Embolia gaseosa

Los avances en tecnología y equipos han disminuido significativamente las posibilidades de embolia gaseosa durante la hemodiálisis. La embolia gaseosa durante la diálisis renal es extremadamente rara debido a las medidas de seguridad integradas en el equipo y los procedimientos que se utilizan actualmente. En un estudio de Tennankore y col. Todo el número de tratamientos para tener un evento fue menos de 1 en 20,000 (1).
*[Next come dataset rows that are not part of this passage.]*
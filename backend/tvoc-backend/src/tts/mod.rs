//! Text-to-speech synthesis through an ordered chain of remote providers.
//!
//! One client owns all configured providers. The first provider to succeed
//! wins; per-provider failures are logged and the next provider is tried.
//! Synthesized audio is optionally cached on disk, keyed by a hash of the
//! input text.

use std::path::PathBuf;

use async_trait::async_trait;
use tracing::{debug, instrument, warn};
use xxhash_rust::xxh3::xxh3_64;

use crate::{
    configuration::Configuration,
    error::{BoxDynError, TvocError, TvocResult},
};

mod google;
mod vaja9;

pub use google::GoogleTtsProvider;
pub use vaja9::Vaja9Provider;

/// A single remote synthesis backend.
#[async_trait]
pub trait TtsProvider: Send + Sync {
    fn name(&self) -> &'static str;

    fn mime_type(&self) -> &'static str;

    fn file_extension(&self) -> &'static str;

    /// Synthesize the given text into audio bytes.
    async fn synthesize(&self, text: &str) -> Result<Vec<u8>, BoxDynError>;
}

/// Synthesized audio, either fresh from a provider or from the disk cache.
#[derive(Debug)]
pub struct SynthesizedAudio {
    pub audio: Vec<u8>,
    pub mime_type: &'static str,
    pub provider: &'static str,
    pub cached: bool,
}

pub struct TtsClient {
    providers: Vec<Box<dyn TtsProvider>>,
    cache_directory: Option<PathBuf>,
}

impl TtsClient {
    /// Build the provider chain from the configuration.
    ///
    /// Providers whose API key is unset are left out. The cache directory is
    /// created if caching is configured.
    pub fn new(configuration: &Configuration) -> TvocResult<Self> {
        let http_client = reqwest::Client::builder()
            .timeout(configuration.tts_request_timeout)
            .build()
            .map_err(|error| TvocError::TtsClientCreation {
                source: Box::new(error),
            })?;

        let mut providers: Vec<Box<dyn TtsProvider>> = Vec::new();
        if let Some(api_key) = &configuration.vaja9_api_key {
            providers.push(Box::new(Vaja9Provider::new(
                http_client.clone(),
                api_key.clone(),
            )));
        }
        if let Some(api_key) = &configuration.google_tts_api_key {
            providers.push(Box::new(GoogleTtsProvider::new(
                http_client.clone(),
                api_key.clone(),
            )));
        }

        if let Some(cache_directory) = &configuration.tts_cache_directory {
            std::fs::create_dir_all(cache_directory).map_err(|error| {
                TvocError::CreateDirectory {
                    path: cache_directory.clone(),
                    source: Box::new(error),
                }
            })?;
        }

        Ok(Self::from_parts(
            providers,
            configuration.tts_cache_directory.clone(),
        ))
    }

    fn from_parts(
        providers: Vec<Box<dyn TtsProvider>>,
        cache_directory: Option<PathBuf>,
    ) -> Self {
        Self {
            providers,
            cache_directory,
        }
    }

    /// Synthesize the given text, trying each provider in order.
    ///
    /// Returns [`TvocError::TtsNotConfigured`] when no provider is configured
    /// and [`TvocError::AllTtsProvidersFailed`] when every provider failed.
    #[instrument(err, skip(self))]
    pub async fn synthesize(&self, text: &str) -> TvocResult<SynthesizedAudio> {
        if self.providers.is_empty() {
            return Err(TvocError::TtsNotConfigured);
        }

        if let Some(audio) = self.read_cache(text).await {
            return Ok(audio);
        }

        for provider in &self.providers {
            match provider.synthesize(text).await {
                Ok(audio) => {
                    self.write_cache(text, provider.as_ref(), &audio).await;
                    return Ok(SynthesizedAudio {
                        audio,
                        mime_type: provider.mime_type(),
                        provider: provider.name(),
                        cached: false,
                    });
                }
                Err(error) => {
                    warn!(
                        "text-to-speech provider {} failed: {error}",
                        provider.name()
                    );
                }
            }
        }

        Err(TvocError::AllTtsProvidersFailed {
            attempted: self.providers.len(),
        })
    }

    fn cache_path(&self, text: &str, file_extension: &str) -> Option<PathBuf> {
        self.cache_directory
            .as_ref()
            .map(|directory| directory.join(format!("{:016x}.{file_extension}", xxh3_64(text.as_bytes()))))
    }

    /// Cache read failures are logged and treated as misses.
    async fn read_cache(&self, text: &str) -> Option<SynthesizedAudio> {
        for provider in &self.providers {
            let path = self.cache_path(text, provider.file_extension())?;
            match tokio::fs::read(&path).await {
                Ok(audio) => {
                    debug!("serving cached audio from {path:?}");
                    return Some(SynthesizedAudio {
                        audio,
                        mime_type: provider.mime_type(),
                        provider: provider.name(),
                        cached: true,
                    });
                }
                Err(error) if error.kind() == std::io::ErrorKind::NotFound => {}
                Err(error) => warn!("error reading audio cache file {path:?}: {error}"),
            }
        }

        None
    }

    /// Cache write failures are logged, the response is unaffected.
    async fn write_cache(&self, text: &str, provider: &dyn TtsProvider, audio: &[u8]) {
        let Some(path) = self.cache_path(text, provider.file_extension()) else {
            return;
        };

        if let Err(error) = tokio::fs::write(&path, audio).await {
            warn!("error writing audio cache file {path:?}: {error}");
        }
    }
}

#[cfg(test)]
mod tests {
    use super::*;
    use std::sync::{
        atomic::{AtomicUsize, Ordering},
        Arc,
    };

    struct StubProvider {
        name: &'static str,
        succeed: bool,
        calls: Arc<AtomicUsize>,
    }

    impl StubProvider {
        fn new(name: &'static str, succeed: bool) -> (Self, Arc<AtomicUsize>) {
            let calls = Arc::new(AtomicUsize::new(0));
            (
                Self {
                    name,
                    succeed,
                    calls: calls.clone(),
                },
                calls,
            )
        }
    }

    #[async_trait]
    impl TtsProvider for StubProvider {
        fn name(&self) -> &'static str {
            self.name
        }

        fn mime_type(&self) -> &'static str {
            "audio/wav"
        }

        fn file_extension(&self) -> &'static str {
            "wav"
        }

        async fn synthesize(&self, text: &str) -> Result<Vec<u8>, BoxDynError> {
            self.calls.fetch_add(1, Ordering::Relaxed);
            if self.succeed {
                Ok(format!("{}:{text}", self.name).into_bytes())
            } else {
                Err("stub failure".into())
            }
        }
    }

    #[tokio::test]
    async fn test_unconfigured_client() {
        let client = TtsClient::from_parts(Vec::new(), None);
        assert!(matches!(
            client.synthesize("สวัสดี").await,
            Err(TvocError::TtsNotConfigured)
        ));
    }

    #[tokio::test]
    async fn test_first_provider_wins() {
        let (first, first_calls) = StubProvider::new("first", true);
        let (second, second_calls) = StubProvider::new("second", true);
        let client = TtsClient::from_parts(vec![Box::new(first), Box::new(second)], None);

        let audio = client.synthesize("สวัสดี").await.unwrap();
        assert_eq!(audio.provider, "first");
        assert_eq!(audio.audio, "first:สวัสดี".as_bytes());
        assert!(!audio.cached);
        assert_eq!(first_calls.load(Ordering::Relaxed), 1);
        assert_eq!(second_calls.load(Ordering::Relaxed), 0);
    }

    #[tokio::test]
    async fn test_fallback_to_next_provider() {
        let (first, first_calls) = StubProvider::new("first", false);
        let (second, second_calls) = StubProvider::new("second", true);
        let client = TtsClient::from_parts(vec![Box::new(first), Box::new(second)], None);

        let audio = client.synthesize("สวัสดี").await.unwrap();
        assert_eq!(audio.provider, "second");
        assert_eq!(first_calls.load(Ordering::Relaxed), 1);
        assert_eq!(second_calls.load(Ordering::Relaxed), 1);
    }

    #[tokio::test]
    async fn test_all_providers_failing() {
        let (first, _) = StubProvider::new("first", false);
        let (second, _) = StubProvider::new("second", false);
        let client = TtsClient::from_parts(vec![Box::new(first), Box::new(second)], None);

        assert!(matches!(
            client.synthesize("สวัสดี").await,
            Err(TvocError::AllTtsProvidersFailed { attempted: 2 })
        ));
    }

    #[tokio::test]
    async fn test_cache_round_trip() {
        let cache_directory = tempfile::tempdir().unwrap();
        let (provider, calls) = StubProvider::new("stub", true);
        let client = TtsClient::from_parts(
            vec![Box::new(provider)],
            Some(cache_directory.path().to_path_buf()),
        );

        let fresh = client.synthesize("สวัสดี").await.unwrap();
        assert!(!fresh.cached);
        assert_eq!(calls.load(Ordering::Relaxed), 1);

        let cached = client.synthesize("สวัสดี").await.unwrap();
        assert!(cached.cached);
        assert_eq!(cached.audio, fresh.audio);
        assert_eq!(cached.provider, "stub");
        // The provider is not asked again.
        assert_eq!(calls.load(Ordering::Relaxed), 1);

        // A different text misses the cache.
        let other = client.synthesize("ขอบคุณ").await.unwrap();
        assert!(!other.cached);
        assert_eq!(calls.load(Ordering::Relaxed), 2);
    }
}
Aunque la embolia gaseosa es poco común, es importante comprender cómo se desarrolla para poder tratarla y prevenirla adecuadamente.

Etiología

  • Puede ser venosa o, con menor frecuencia, arterial.
  • Tres áreas vulnerables de entrada de aire en pacientes en diálisis:
    • Entre el paciente y la bomba de sangre
      • Por alta presión negativa y fugas en el circuito en este segmento
    • Aire en el líquido de dializado (poco común, la mayoría queda atrapado en la cámara venosa)
    • Durante la inserción o extracción de un catéter venoso central
  • La posición erguida del cuerpo y la hipovolemia reducen la presión venosa y son factores contribuyentes importantes

Presentación en el paciente

  • Tos, dificultad para respirar
  • Dolor o presión en el pecho
  • Taquicardia
  • Venas del cuello dilatadas
  • Cianosis / color gris
  • Ligera parálisis en un lado del cuerpo (cerebral)
  • Confusión, convulsiones, coma
  • Posible paro cardíaco / respiratorio

Tratamiento

  • Evite una mayor entrada de aire sujetando y desconectando el circuito (2–4)
  • La posición supina plana puede ser mejor que la posición lateral izquierda tradicionalmente recomendada (posición de Duran) y la posición de Trendelenburg (2-4)
  • Oxígeno con FiO2 100% (4)
  • Oxígeno hiperbárico (previene el edema cerebral) (4,5)
  • Uso de jeringas Luer-lock para extraer sangre de catéteres (6)

Prevención

  • Pruebe la máquina antes de usarla para asegurarse de que el sistema de alarma del detector de aire esté funcionando eficazmente
  • La inserción o extracción del catéter debe realizarse en una posición baja con la cabeza (lugar de inserción 5 cm por debajo de la aurícula derecha). El paciente puede ayudar conteniendo la respiración o haciendo una maniobra de Valsalva que aumentará la presión venosa central (4).

References

  1. Tennankore KK, D’Gama C, Faratro R, Fung S, Wong E, Chan CT. Adverse Technical Events in Home Hemodialysis. Am J Kidney Dis. 2015;65(1):116-121. Available from: http://www.ncbi.nlm.nih.gov/pubmed/25441436.
  2. Vesely TM. Air embolism during insertion of central venous catheters. J Vasc Interv Radiol. 2001;12(11):1291-1295. Available from: http://www.ncbi.nlm.nih.gov/pubmed/11698628.
  3. Muth CM, Shank ES. Gas Embolism. N Engl J Med. 2000;342(7):476-482. Available from: http://www.ncbi.nlm.nih.gov/pubmed/10675429.
  4. Palmon SC, Moore LE, Lundberg J, Toung T. Venous air embolism: a review. J Clin Anesth. 1997;9(3):251-257. Available from: http://www.ncbi.nlm.nih.gov/pubmed/9172037.
  5. Baskin SE, Wozniak RF. Hyperbaric oxygenation in the treatment of hemodialysis-associated air embolism. N Engl J Med. 1975;293(4):184-185. Available from: http://www.ncbi.nlm.nih.gov/pubmed/1134531.
  6. McCarthy C, Behravesh S, Naidu S, Oklu R. Air Embolism: Practical Tips for Prevention and Treatment. J Clin Med. 2016;5(11):93. Available from: /pmc/articles/PMC5126790/.